In Iraq, the extent of the atrocities carried out by Soleimani’s proxy forces in Sunni communities liberated from ISIS was so extreme that, according to cables leaked by rivals, the intelligence services worried they were undermining Iran’s popular reputation.

More recently, Soleimani was reportedly involved in the crackdown on the popular protest movement against government corruption in Iraq. Security forces and Tehran-backed militias killed hundreds of Iraqi protesters in the weeks leading up to Soleimani’s death. According to reports, the Iranian general attended key security meetings in Iraq; he advised his counterparts to learn from Iran, where security forces killed over a thousand civilians in anti-government demonstrations that took place in December.

In the weeks and months before the Trump administration assassinated Soleimani, the Iranian regime carried out several calculated provocations against the US, as payback for their having pulled out of the multilateral nuclear deal. They threatened and disrupted shipping in the Persian Gulf and bombed Saudi oil installations; more recently, Iran launched rocket attacks against Iraqi bases housing American troops and attacked the US embassy in Baghdad on New Year’s Eve.

The question of whether assassinating Soleimani was legal or not is an academic one. Not just because it is already done and nobody will be held accountable for it, but because Soleimani had been waging an overt and covert war against the US and its allies for years. He orchestrated the death and displacement of hundreds of thousands of civilians over nearly a decade of war in Syria, against a backdrop of a broad violence and civil warfare in Yemen and Libya, as well as political crackdowns and resurgent authoritarianism throughout the region. 

The Middle Eastern conflagration that American pundits claim to be so concerned about Soleimani’s death sparking has already been raging for a decade, with hundreds of thousands of civilians paying in blood.

For now, the worst predictions of the alarmists have not been realized. World War III has not started, and Tehran responded with a calculated attack that didn’t kill any Americans. It did kill or injure Iraqi soldiers stationed on the military base housing American troops, but this was a matter of indifference to both Iran and the United States. As we have seen since the invasion of 2003, America places little value on Iraqi lives.

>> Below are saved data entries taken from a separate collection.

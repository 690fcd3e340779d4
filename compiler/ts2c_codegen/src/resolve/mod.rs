//! Lowering of calls the program does not define itself.
//!
//! A [`CallResolver`] claims calls by shape and type (`arr.push(x)`,
//! `console.log(..)`), types their results, describes their memory
//! behaviour and lowers them. The [`ResolverChain`] asks platform plugins
//! first, newest first, then the standard resolvers. Calls nobody claims
//! are emitted as written.

mod array;
mod console;
mod global;
mod string;

use std::rc::Rc;

use ts2c_ir::{Ast, CallSite, NodeId, StringInterner};
use ts2c_memory::{CallEscapes, EscapeTarget};
use ts2c_types::{CallOracle, NativeType, TypeQuery, TypeTable};

use crate::lower::{LowerCx, Lowered};

pub use array::{ArrayIndexOf, ArrayJoin, ArrayPop, ArrayPush, ArrayShift, ArrayUnshift};
pub use console::ConsoleLog;
pub use global::ParseInt;
pub use string::{StrCharAt, StrCharCodeAt, StrConcat, StrIndexOf, StrSplit, StrSubstring};

/// Typing, memory behaviour and lowering of one family of calls.
pub trait CallResolver {
    fn matches(&self, ast: &Ast, types: &dyn TypeQuery, site: &CallSite) -> bool;

    fn return_type(&self, ast: &Ast, types: &dyn TypeQuery, site: &CallSite) -> NativeType;

    /// The call returns a fresh heap value.
    fn needs_disposal(&self, _ast: &Ast, _types: &TypeTable, _site: &CallSite) -> bool {
        false
    }

    fn temp_var_name(&self, _ast: &Ast, _types: &TypeTable, _site: &CallSite) -> Option<String> {
        None
    }

    /// The returned array owns the heap values stored in it.
    fn owns_contents(&self, _ast: &Ast, _types: &TypeTable, _site: &CallSite) -> bool {
        false
    }

    /// Where the argument at `index` ends up.
    fn escape_target(
        &self,
        _ast: &Ast,
        _types: &TypeTable,
        _site: &CallSite,
        _index: usize,
    ) -> EscapeTarget {
        EscapeTarget::None
    }

    fn lower(&self, cx: &mut LowerCx<'_>, site: &CallSite) -> Lowered;
}

/// View of a plugin as a plain resolver.
pub trait AsResolver {
    fn as_resolver(&self) -> &dyn CallResolver;
}

impl<T: CallResolver> AsResolver for T {
    fn as_resolver(&self) -> &dyn CallResolver {
        self
    }
}

/// A platform resolver. Besides calls it may force types onto
/// expressions and claim global names.
pub trait Plugin: AsResolver + CallResolver {
    fn declare_types(
        &self,
        _ast: &Ast,
        _interner: &StringInterner,
        _node: NodeId,
    ) -> Option<NativeType> {
        None
    }

    /// Globals the platform provides.
    fn globals(&self) -> &[&str] {
        &[]
    }
}

/// Plugins and standard resolvers in dispatch order.
#[derive(Clone, Default)]
pub struct ResolverChain {
    plugins: Vec<Rc<dyn Plugin>>,
    standard: Vec<Rc<dyn CallResolver>>,
}

impl ResolverChain {
    /// The standard resolvers and no plugins.
    pub fn standard() -> Self {
        let standard: Vec<Rc<dyn CallResolver>> = vec![
            Rc::new(ConsoleLog),
            Rc::new(ArrayPush),
            Rc::new(ArrayPop),
            Rc::new(ArrayShift),
            Rc::new(ArrayUnshift),
            Rc::new(ArrayIndexOf),
            Rc::new(ArrayJoin),
            Rc::new(StrIndexOf),
            Rc::new(StrCharAt),
            Rc::new(StrCharCodeAt),
            Rc::new(StrSubstring),
            Rc::new(StrSplit),
            Rc::new(StrConcat),
            Rc::new(ParseInt),
        ];
        ResolverChain {
            plugins: Vec::new(),
            standard,
        }
    }

    /// Add a plugin; it is consulted before everything registered so far.
    pub fn register_plugin(&mut self, plugin: Rc<dyn Plugin>) {
        self.plugins.push(plugin);
    }

    pub fn register_standard(&mut self, resolver: Rc<dyn CallResolver>) {
        self.standard.push(resolver);
    }

    pub fn plugin_count(&self) -> usize {
        self.plugins.len()
    }

    /// The resolver responsible for `site`.
    pub fn find(
        &self,
        ast: &Ast,
        types: &dyn TypeQuery,
        site: &CallSite,
    ) -> Option<&dyn CallResolver> {
        let found = self
            .plugins
            .iter()
            .rev()
            .find(|plugin| plugin.matches(ast, types, site))
            .map(|plugin| plugin.as_resolver())
            .or_else(|| {
                self.standard
                    .iter()
                    .find(|resolver| resolver.matches(ast, types, site))
                    .map(AsRef::as_ref)
            });
        tracing::trace!(
            method = site.method,
            function = site.function,
            resolved = found.is_some(),
            "resolve call"
        );
        found
    }
}

impl CallOracle for ResolverChain {
    fn call_type(&self, ast: &Ast, types: &dyn TypeQuery, site: &CallSite) -> Option<NativeType> {
        self.find(ast, types, site)
            .map(|resolver| resolver.return_type(ast, types, site))
    }

    fn declare_types(
        &self,
        ast: &Ast,
        interner: &StringInterner,
        node: NodeId,
    ) -> Option<NativeType> {
        self.plugins
            .iter()
            .rev()
            .find_map(|plugin| plugin.declare_types(ast, interner, node))
    }

    fn is_known_global(&self, name: &str) -> bool {
        self.plugins
            .iter()
            .any(|plugin| plugin.globals().contains(&name))
    }
}

impl CallEscapes for ResolverChain {
    fn needs_disposal(&self, ast: &Ast, types: &TypeTable, site: &CallSite) -> bool {
        self.find(ast, types, site)
            .is_some_and(|resolver| resolver.needs_disposal(ast, types, site))
    }

    fn temp_var_name(&self, ast: &Ast, types: &TypeTable, site: &CallSite) -> Option<String> {
        self.find(ast, types, site)
            .and_then(|resolver| resolver.temp_var_name(ast, types, site))
    }

    fn owns_contents(&self, ast: &Ast, types: &TypeTable, site: &CallSite) -> bool {
        self.find(ast, types, site)
            .is_some_and(|resolver| resolver.owns_contents(ast, types, site))
    }

    fn escape_target(
        &self,
        ast: &Ast,
        types: &TypeTable,
        site: &CallSite,
        index: usize,
    ) -> EscapeTarget {
        self.find(ast, types, site)
            .map_or(EscapeTarget::Global, |resolver| {
                resolver.escape_target(ast, types, site, index)
            })
    }
}

/// Type of the receiver of a method call.
pub(crate) fn receiver_type(types: &dyn TypeQuery, site: &CallSite) -> Option<NativeType> {
    site.receiver.map(|receiver| types.node_type(receiver))
}
//! Global functions.

use ts2c_ir::{Ast, CallSite};
use ts2c_types::{NativeType, TypeQuery};

use super::CallResolver;
use crate::lower::{Code, LowerCx, Lowered};
use crate::runtime::keys;

/// `parseInt(s[, radix])`
pub struct ParseInt;

impl CallResolver for ParseInt {
    fn matches(&self, _ast: &Ast, _types: &dyn TypeQuery, site: &CallSite) -> bool {
        site.is_function("parseInt")
    }

    fn return_type(&self, _ast: &Ast, _types: &dyn TypeQuery, _site: &CallSite) -> NativeType {
        NativeType::INT
    }

    fn lower(&self, cx: &mut LowerCx<'_>, site: &CallSite) -> Lowered {
        if !(1..=2).contains(&site.arity()) {
            return cx.wrong_arity(site, "1 or 2");
        }
        cx.require(keys::STDLIB);
        let mut hoisted = Vec::new();
        let args: Vec<String> = site.args.iter().map(|&arg| cx.text(arg, &mut hoisted)).collect();
        let text = match args.as_slice() {
            [string, radix] => format!("strtol({string}, NULL, {radix})"),
            [string, ..] => format!("atoi({string})"),
            [] => String::new(),
        };
        Code::with_hoisted(text, hoisted).boxed()
    }
}
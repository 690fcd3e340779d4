//! Flat syntax arena.
//!
//! Every node lives in one `Vec` and is addressed by a [`NodeId`]. Parent
//! links are filled in once parsing finishes, which lets the scope queries
//! and the escape analysis walk upward without recursion.
//!
//! ```text
//! Parser ──alloc()──▶ Ast (nodes, no parents)
//!                       │ finish(root)
//!                       ▼
//!                     Ast (nodes + parent links)
//! ```

mod kind;
mod operators;


use std::fmt;

use smallvec::SmallVec;

use crate::{Name, Span};

pub use kind::{NodeKind, SyntaxKind};
pub use operators::{BinaryOp, DeclKind, UnaryOp, UpdateOp};

/// Stable index of a node in the [`Ast`] arena.
#[derive(Copy, Clone, Eq, PartialEq, Ord, PartialOrd, Hash)]
#[repr(transparent)]
pub struct NodeId(u32);

impl NodeId {
    /// Sentinel for "no node".
    pub const INVALID: NodeId = NodeId(u32::MAX);

    #[inline]
    pub const fn new(index: u32) -> Self {
        NodeId(index)
    }

    #[inline]
    pub const fn index(self) -> usize {
        self.0 as usize
    }

    #[inline]
    pub const fn raw(self) -> u32 {
        self.0
    }

    #[inline]
    pub const fn is_valid(self) -> bool {
        self.0 != u32::MAX
    }
}

impl fmt::Debug for NodeId {
    fn fmt(&self, f: &mut fmt::Formatter<'_>) -> fmt::Result {
        if self.is_valid() {
            write!(f, "NodeId({})", self.0)
        } else {
            write!(f, "NodeId::INVALID")
        }
    }
}

/// One syntax node.
#[derive(Clone, Debug, PartialEq)]
pub struct Node {
    pub kind: NodeKind,
    pub span: Span,
    pub parent: Option<NodeId>,
}

/// Arena of syntax nodes for one program.
#[derive(Clone, Debug)]
pub struct Ast {
    nodes: Vec<Node>,
    root: NodeId,
}

impl Ast {
    pub fn new() -> Self {
        Ast {
            nodes: Vec::with_capacity(256),
            root: NodeId::INVALID,
        }
    }

    /// Allocate a node; its parent link is set by [`Ast::finish`].
    pub fn alloc(&mut self, kind: NodeKind, span: Span) -> NodeId {
        let id = NodeId::new(u32::try_from(self.nodes.len()).unwrap_or(u32::MAX));
        self.nodes.push(Node {
            kind,
            span,
            parent: None,
        });
        id
    }

    /// Fix the root and link every node to its parent.
    #[must_use]
    pub fn finish(mut self, root: NodeId) -> Ast {
        self.root = root;
        for index in 0..self.nodes.len() {
            let parent = NodeId::new(u32::try_from(index).unwrap_or(u32::MAX));
            for child in self.nodes[index].kind.children() {
                if let Some(node) = self.nodes.get_mut(child.index()) {
                    node.parent = Some(parent);
                }
            }
        }
        self
    }

    #[inline]
    pub fn root(&self) -> NodeId {
        self.root
    }

    #[inline]
    pub fn node(&self, id: NodeId) -> &Node {
        &self.nodes[id.index()]
    }

    #[inline]
    pub fn kind(&self, id: NodeId) -> &NodeKind {
        &self.nodes[id.index()].kind
    }

    #[inline]
    pub fn span(&self, id: NodeId) -> Span {
        self.nodes[id.index()].span
    }

    #[inline]
    pub fn parent(&self, id: NodeId) -> Option<NodeId> {
        self.nodes[id.index()].parent
    }

    #[inline]
    pub fn syntax_kind(&self, id: NodeId) -> SyntaxKind {
        self.kind(id).syntax_kind()
    }

    pub fn children(&self, id: NodeId) -> SmallVec<[NodeId; 4]> {
        self.kind(id).children()
    }

    pub fn len(&self) -> usize {
        self.nodes.len()
    }

    pub fn is_empty(&self) -> bool {
        self.nodes.is_empty()
    }

    /// All node ids in allocation order.
    pub fn ids(&self) -> impl Iterator<Item = NodeId> {
        (0..self.nodes.len()).map(|i| NodeId::new(u32::try_from(i).unwrap_or(u32::MAX)))
    }

    /// `id` and every node below it, in pre-order.
    pub fn descendants(&self, id: NodeId) -> Vec<NodeId> {
        let mut out = Vec::new();
        let mut stack = vec![id];
        while let Some(current) = stack.pop() {
            out.push(current);
            let children = self.children(current);
            stack.extend(children.into_iter().rev());
        }
        out
    }

    /// Strip any number of enclosing parentheses.
    pub fn unparen(&self, mut id: NodeId) -> NodeId {
        while let NodeKind::Paren { expr } = self.kind(id) {
            id = *expr;
        }
        id
    }

    /// Nearest parent that is not a parenthesized expression.
    pub fn parent_skipping_parens(&self, id: NodeId) -> Option<(NodeId, NodeId)> {
        let mut child = id;
        let mut parent = self.parent(child)?;
        while let NodeKind::Paren { .. } = self.kind(parent) {
            child = parent;
            parent = self.parent(child)?;
        }
        Some((parent, child))
    }

    /// Name of an identifier node.
    pub fn ident_name(&self, id: NodeId) -> Option<Name> {
        match self.kind(self.unparen(id)) {
            NodeKind::Ident { name } => Some(*name),
            _ => None,
        }
    }

    /// Follow `a.b[c].d` down to the identifier `a`.
    pub fn root_identifier(&self, id: NodeId) -> Option<NodeId> {
        let mut current = self.unparen(id);
        loop {
            match self.kind(current) {
                NodeKind::Ident { .. } => return Some(current),
                NodeKind::Member { object, .. } | NodeKind::Index { object, .. } => {
                    current = self.unparen(*object);
                }
                _ => return None,
            }
        }
    }

    /// Name of the function declared by a `Function` node.
    pub fn function_name(&self, id: NodeId) -> Option<Name> {
        match self.kind(id) {
            NodeKind::Function { name, .. } => Some(*name),
            _ => None,
        }
    }
}

impl Default for Ast {
    fn default() -> Self {
        Self::new()
    }
}
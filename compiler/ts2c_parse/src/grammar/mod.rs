//! Grammar productions, split by syntactic category.

mod expr;
mod stmt;
mod ty;
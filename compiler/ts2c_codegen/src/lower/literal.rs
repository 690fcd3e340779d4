//! Literals. Container literals allocate into the name the memory plan
//! reserved for them and evaluate to that name.

use ts2c_ir::{NodeId, NodeKind};
use ts2c_memory::sites::contextual_type;
use ts2c_types::{ArrayType, NativeType, StructType};

use super::{Code, LowerCx, Lowered};
use crate::ctype::{number_literal, string_literal};
use crate::runtime::keys;

pub(super) fn lower_scalar(cx: &mut LowerCx<'_>, node: NodeId) -> Lowered {
    let ast = cx.ast;
    let text = match ast.kind(node) {
        NodeKind::Number { value, raw } => number_literal(cx.lookup(*raw), *value),
        NodeKind::Str { value } => string_literal(cx.lookup(*value)),
        NodeKind::Bool { value } => {
            cx.require(keys::BOOL);
            if *value { "TRUE" } else { "FALSE" }.to_string()
        }
        NodeKind::Null | NodeKind::Undefined => {
            cx.require(keys::STDLIB);
            "NULL".to_string()
        }
        _ => return cx.unsupported(node),
    };
    Code::new(text).boxed()
}

pub(super) fn lower_array(cx: &mut LowerCx<'_>, node: NodeId) -> Lowered {
    let ast = cx.ast;
    let NodeKind::Array { elements } = ast.kind(node) else {
        return cx.unsupported(node);
    };
    match contextual_type(cx.ast, cx.types, node) {
        NativeType::Array(array) if !array.dynamic => match literal_target(cx, node) {
            Some(target) => static_array(cx, &target, elements),
            None => cx.unsupported(node),
        },
        NativeType::Array(array) => dynamic_array(cx, node, &array, elements),
        _ => cx.unsupported(node),
    }
}

/// Variable a literal is written into: the declarator or plain assignment
/// it is the value of.
fn literal_target(cx: &LowerCx<'_>, node: NodeId) -> Option<String> {
    let (parent, _) = cx.ast.parent_skipping_parens(node)?;
    let symbols = cx.types.symbols();
    let var = match cx.ast.kind(parent) {
        NodeKind::Declarator { .. } => symbols.declared_by(parent)?,
        NodeKind::Assign {
            op: None, target, ..
        } => symbols.resolve_expr(cx.ast, *target)?,
        _ => return None,
    };
    Some(cx.types.var(var).c_name.clone())
}

/// `T name[n]`: the variable is the storage, only elements are set.
fn static_array(cx: &mut LowerCx<'_>, target: &str, elements: &[NodeId]) -> Lowered {
    let mut hoisted = Vec::new();
    for (index, &element) in elements.iter().enumerate() {
        let value = cx.text(element, &mut hoisted);
        hoisted.push(format!("{target}[{index}] = {value};"));
    }
    Code::with_hoisted(target, hoisted).boxed()
}

fn dynamic_array(
    cx: &mut LowerCx<'_>,
    node: NodeId,
    array: &ArrayType,
    elements: &[NodeId],
) -> Lowered {
    if cx.plan.allocation(node).is_none() {
        return Code::empty().boxed();
    }
    let name = cx.allocation_name(node, "arr");
    cx.require(keys::ARRAY);
    cx.require_type(&NativeType::Array(Box::new(array.clone())));

    let mut hoisted = vec![format!(
        "ARRAY_CREATE({name}, {}, {});",
        elements.len().max(2),
        elements.len()
    )];
    cx.register_allocation(node, &mut hoisted);
    for (index, &element) in elements.iter().enumerate() {
        let value = cx.text(element, &mut hoisted);
        hoisted.push(format!("{name}->data[{index}] = {value};"));
    }
    Code::with_hoisted(name, hoisted).boxed()
}

pub(super) fn lower_object(cx: &mut LowerCx<'_>, node: NodeId) -> Lowered {
    let ast = cx.ast;
    let NodeKind::Object { properties } = ast.kind(node) else {
        return cx.unsupported(node);
    };
    if cx.plan.allocation(node).is_none() {
        return Code::empty().boxed();
    }
    match contextual_type(cx.ast, cx.types, node) {
        NativeType::Struct(shape) => struct_literal(cx, node, &shape, properties),
        NativeType::Dict(element) => dict_literal(cx, node, &element, properties),
        _ => cx.unsupported(node),
    }
}

fn struct_literal(
    cx: &mut LowerCx<'_>,
    node: NodeId,
    shape: &StructType,
    properties: &[NodeId],
) -> Lowered {
    let name = cx.allocation_name(node, "obj");
    cx.require(keys::STDLIB);
    cx.require(keys::ASSERT);
    cx.require_type(&NativeType::Struct(shape.clone()));

    let mut hoisted = vec![
        format!("{name} = malloc(sizeof(*{name}));"),
        format!("assert({name} != NULL);"),
    ];
    cx.register_allocation(node, &mut hoisted);
    let ast = cx.ast;
    for &property in properties {
        let NodeKind::Property { key, value } = ast.kind(property) else {
            continue;
        };
        let key = cx.lookup(*key);
        if shape.field(key).is_none() {
            continue;
        }
        let value = cx.text(*value, &mut hoisted);
        hoisted.push(format!("{name}->{key} = {value};"));
    }
    Code::with_hoisted(name, hoisted).boxed()
}

fn dict_literal(
    cx: &mut LowerCx<'_>,
    node: NodeId,
    element: &NativeType,
    properties: &[NodeId],
) -> Lowered {
    let name = cx.allocation_name(node, "obj");
    cx.require(keys::DICT);
    cx.require_type(&NativeType::dict(element.clone()));

    let mut hoisted = vec![format!(
        "DICT_CREATE({name}, {});",
        properties.len().max(2)
    )];
    cx.register_allocation(node, &mut hoisted);
    let ast = cx.ast;
    for &property in properties {
        let NodeKind::Property { key, value } = ast.kind(property) else {
            continue;
        };
        let key = string_literal(cx.lookup(*key));
        let value = cx.text(*value, &mut hoisted);
        hoisted.push(format!("DICT_SET({name}, {key}, {value});"));
    }
    Code::with_hoisted(name, hoisted).boxed()
}
//! The ts2c compiler.
//!
//! ```text
//! source
//!   │ ts2c_parse::parse_source
//!   ▼
//! Ast ──► ts2c_types::infer_types ──► TypeTable
//!   │                                   │
//!   ▼                                   ▼
//! ts2c_memory::plan_memory ──────► MemoryPlan
//!   │
//!   ▼
//! ts2c_codegen::generate ──► C source
//! ```
//!
//! Each call to [`compile`] builds its own [`CompilationContext`] from the
//! requested presets; nothing is shared between compilations.

use std::rc::Rc;
use std::sync::Once;

use thiserror::Error;
use ts2c_codegen::{CodegenError, CompilationContext, Preset};
use ts2c_diagnostic::{has_errors, Diagnostic};
use ts2c_ir::StringInterner;
use ts2c_types::{InferOptions, InferenceError};

pub use ts2c_codegen as codegen;
pub use ts2c_diagnostic as diagnostic;

/// Settings for one compilation.
#[derive(Clone, Default)]
pub struct CompileOptions {
    /// Used in diagnostics only.
    pub file_path: Option<String>,
    /// Platform presets, applied in order; later ones win.
    pub presets: Vec<Rc<dyn Preset>>,
    /// Overrides the inference pass limit.
    pub max_fixpoint_iterations: Option<usize>,
}

/// Result of a compilation that did not abort.
#[derive(Clone, Debug, PartialEq)]
pub struct CompileOutput {
    /// Generated C; empty when the source did not parse.
    pub code: String,
    /// Parser, inference and lowering diagnostics, in that order.
    pub diagnostics: Vec<Diagnostic>,
    /// No diagnostic is an error.
    pub success: bool,
}

/// Failures that stop compilation without output.
#[derive(Clone, Debug, Error, PartialEq, Eq)]
pub enum CompileError {
    #[error(transparent)]
    Inference(#[from] InferenceError),
    #[error(transparent)]
    Codegen(#[from] CodegenError),
}

impl CompileError {
    pub fn to_diagnostic(&self) -> Diagnostic {
        match self {
            CompileError::Inference(err) => err.to_diagnostic(),
            CompileError::Codegen(err) => err.to_diagnostic(),
        }
    }
}

/// Compile `source` to C.
///
/// Parse errors stop the pipeline early and are returned as diagnostics
/// with no code. Lowering problems produce placeholder code alongside
/// their diagnostics.
#[tracing::instrument(level = "debug", skip_all, fields(file = options.file_path.as_deref()))]
pub fn compile(source: &str, options: &CompileOptions) -> Result<CompileOutput, CompileError> {
    let interner = StringInterner::new();
    let parsed = ts2c_parse::parse_source(source, &interner);
    let mut diagnostics = parsed.diagnostics();
    if parsed.has_errors() {
        tracing::debug!(errors = diagnostics.len(), "parse failed");
        return Ok(CompileOutput {
            code: String::new(),
            diagnostics,
            success: false,
        });
    }
    let ast = parsed.ast;

    let context = CompilationContext::with_presets(&options.presets);
    let infer_options = InferOptions {
        max_iterations: options.max_fixpoint_iterations,
    };
    let inferred = ts2c_types::infer_types(&ast, &interner, context.resolvers(), &infer_options)?;
    diagnostics.extend(inferred.diagnostics);

    let plan = ts2c_memory::plan_memory(&ast, &interner, &inferred.table, context.resolvers());
    let generated = ts2c_codegen::generate(&ast, &interner, &inferred.table, &plan, &context)?;
    diagnostics.extend(generated.diagnostics);

    let success = !has_errors(&diagnostics);
    tracing::debug!(
        success,
        diagnostics = diagnostics.len(),
        bytes = generated.code.len(),
        "compiled"
    );
    Ok(CompileOutput {
        code: generated.code,
        diagnostics,
        success,
    })
}

static TRACING_INIT: Once = Once::new();

/// Install a tracing subscriber when `RUST_LOG` is set.
///
/// `TS2C_LOG_TREE=1` switches to an indented, span-nested layout. Safe to
/// call more than once.
pub fn init_tracing() {
    TRACING_INIT.call_once(|| {
        use tracing_subscriber::{fmt, prelude::*, EnvFilter};

        if std::env::var("RUST_LOG").is_err() {
            return;
        }
        let filter = EnvFilter::from_default_env();
        if std::env::var("TS2C_LOG_TREE").is_ok_and(|value| value == "1") {
            tracing_subscriber::registry()
                .with(tracing_tree::HierarchicalLayer::new(2).with_targets(true))
                .with(filter)
                .init();
        } else {
            tracing_subscriber::registry()
                .with(
                    fmt::layer()
                        .with_target(true)
                        .with_level(true)
                        .with_writer(std::io::stderr),
                )
                .with(filter)
                .init();
        }
    });
}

If there is a future escalation, it will take place on the backs of Arab civilians, because Iran does not have the capacity to match American military aggression. If it does respond further, it will do so through its proxies, further destabilizing the region and risking war. Tehran and Washington will never allow Arab civilians to stand between them when it comes to pursuing their foreign policy goals in the Middle East.

Trump does not care about Arab lives — about this, there is little doubt. Nor is he concerned about human rights, international law, or even having an actual strategy for his foreign policy in the most volatile part of the world. 

But amid the hand-wringing, spare a thought for Soleimani’s victims. For a brief moment, their suffering has been eased.